## EXERCISE AIM
Reproduce exactly the line that includes "pub struct OutboundMessage" and all lines after it, ending with the last line of the data.
━━━ DATASET
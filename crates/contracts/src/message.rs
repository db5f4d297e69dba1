//! OutboundMessage - what a MessageSender actually transmits.

use serde::{Deserialize, Serialize};

/// Stimulus message composed from a row and the mail settings.
#[derive(Debug, Clone, PartialEq, Eq, Serialize, Deserialize)]
pub struct OutboundMessage {
    /// Originating row id (sent as `X-Test-Id`)
    pub row_id: String,

    pub from: String,
    pub to: String,

    #[serde(default)]
    pub cc: Vec<String>,

    #[serde(default)]
    pub bcc: Vec<String>,

    pub subject: String,
    pub body: String,

    /// Opaque attachment specification, interpreted by the sender
    #[serde(default)]
    pub attachment_spec: Option<String>,
}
━━━━━━
## REPLY TO THE TASK
pub struct OutboundMessage {
    /// Originating row id (sent as `X-Test-Id`)
    pub row_id: String,

    pub from: String,
    pub to: String,

    #[serde(default)]
    pub cc: Vec<String>,

    #[serde(default)]
    pub bcc: Vec<String>,

    pub subject: String,
    pub body: String,

    /// Opaque attachment specification, interpreted by the sender
    #[serde(default)]
    pub attachment_spec: Option<String>,
}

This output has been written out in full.